» Task item:
Looking at the material below, count the lines that contain "nanos" and answer with the count only.
-------- Supplied information
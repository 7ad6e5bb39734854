//! Timestamp normalization
//!
//! Every stored sample carries an instant expressed in one target timezone.
//! Clients send either epoch milliseconds or ISO-8601 strings; both are mapped
//! onto the target offset here. Naive ISO strings (no offset, no `Z`) are
//! rejected rather than guessed.

use chrono::{DateTime, FixedOffset, NaiveDate, NaiveDateTime, Offset, Utc};
use serde_json::Value;

use crate::error::TimestampError;
use crate::types::Instant;

/// India Standard Time, UTC+05:30
pub const IST_OFFSET_SECONDS: i32 = 5 * 3600 + 30 * 60;

/// Offset-qualified layouts accepted besides strict RFC 3339
const OFFSET_FORMATS: &[&str] = &[
    "%Y-%m-%dT%H:%M:%S%.f%:z",
    "%Y-%m-%d %H:%M:%S%.f%:z",
    "%Y-%m-%dT%H:%M:%S%.f%z",
    "%Y-%m-%d %H:%M:%S%.f%z",
    "%Y-%m-%dT%H:%M%:z",
];

/// Layouts that parse but carry no offset
const NAIVE_FORMATS: &[&str] = &[
    "%Y-%m-%dT%H:%M:%S%.f",
    "%Y-%m-%d %H:%M:%S%.f",
    "%Y-%m-%dT%H:%M",
];

/// Default target zone (IST)
pub fn india_standard_time() -> FixedOffset {
    FixedOffset::east_opt(IST_OFFSET_SECONDS).unwrap_or_else(|| Utc.fix())
}

/// Converts raw timestamps into canonical instants in a fixed target zone
#[derive(Debug, Clone, Copy, PartialEq, Eq)]
pub struct TimestampNormalizer {
    target: FixedOffset,
}

impl Default for TimestampNormalizer {
    fn default() -> Self {
        Self::new(india_standard_time())
    }
}

impl TimestampNormalizer {
    /// Create a normalizer for the given target offset
    pub fn new(target: FixedOffset) -> Self {
        Self { target }
    }

    pub fn target(&self) -> FixedOffset {
        self.target
    }

    /// Normalize an untyped JSON timestamp
    ///
    /// Numbers are epoch milliseconds, strings are ISO-8601; anything else fails.
    pub fn normalize(&self, raw: &Value) -> Result<Instant, TimestampError> {
        match raw {
            Value::Number(n) => {
                let millis = n.as_f64().ok_or(TimestampError::UnsupportedType)?;
                self.from_epoch_millis(millis)
            }
            Value::String(s) => self.from_iso(s),
            _ => Err(TimestampError::UnsupportedType),
        }
    }

    /// Interpret `millis` as milliseconds since the Unix epoch (UTC)
    ///
    /// Precision is kept down to the microsecond.
    pub fn from_epoch_millis(&self, millis: f64) -> Result<Instant, TimestampError> {
        if !millis.is_finite() {
            return Err(TimestampError::NotFinite(millis));
        }

        let micros = (millis * 1000.0).round();
        if micros.abs() >= i64::MAX as f64 {
            return Err(TimestampError::OutOfRange(millis));
        }
        let micros = micros as i64;

        let seconds = micros.div_euclid(1_000_000);
        let nanos = (micros.rem_euclid(1_000_000) * 1_000) as u32;

        DateTime::<Utc>::from_timestamp(seconds, nanos)
            .map(|utc| utc.with_timezone(&self.target))
            .ok_or(TimestampError::OutOfRange(millis))
    }

    /// Parse an ISO-8601 string carrying an explicit offset or a trailing `Z`
    pub fn from_iso(&self, raw: &str) -> Result<Instant, TimestampError> {
        let trimmed = raw.trim();
        let candidate = match trimmed.strip_suffix('Z').or_else(|| trimmed.strip_suffix('z')) {
            Some(stem) => format!("{stem}+00:00"),
            None => trimmed.to_string(),
        };

        if let Some(parsed) = parse_with_offset(&candidate) {
            return Ok(parsed.with_timezone(&self.target));
        }

        if is_naive(&candidate) {
            Err(TimestampError::MissingOffset(raw.to_string()))
        } else {
            Err(TimestampError::Unparseable(raw.to_string()))
        }
    }
}

fn parse_with_offset(candidate: &str) -> Option<DateTime<FixedOffset>> {
    DateTime::parse_from_rfc3339(candidate).ok().or_else(|| {
        OFFSET_FORMATS
            .iter()
            .find_map(|format| DateTime::parse_from_str(candidate, format).ok())
    })
}

fn is_naive(candidate: &str) -> bool {
    NAIVE_FORMATS
        .iter()
        .any(|format| NaiveDateTime::parse_from_str(candidate, format).is_ok())
        || NaiveDate::parse_from_str(candidate, "%Y-%m-%d").is_ok()
}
----------------
» Task output:
2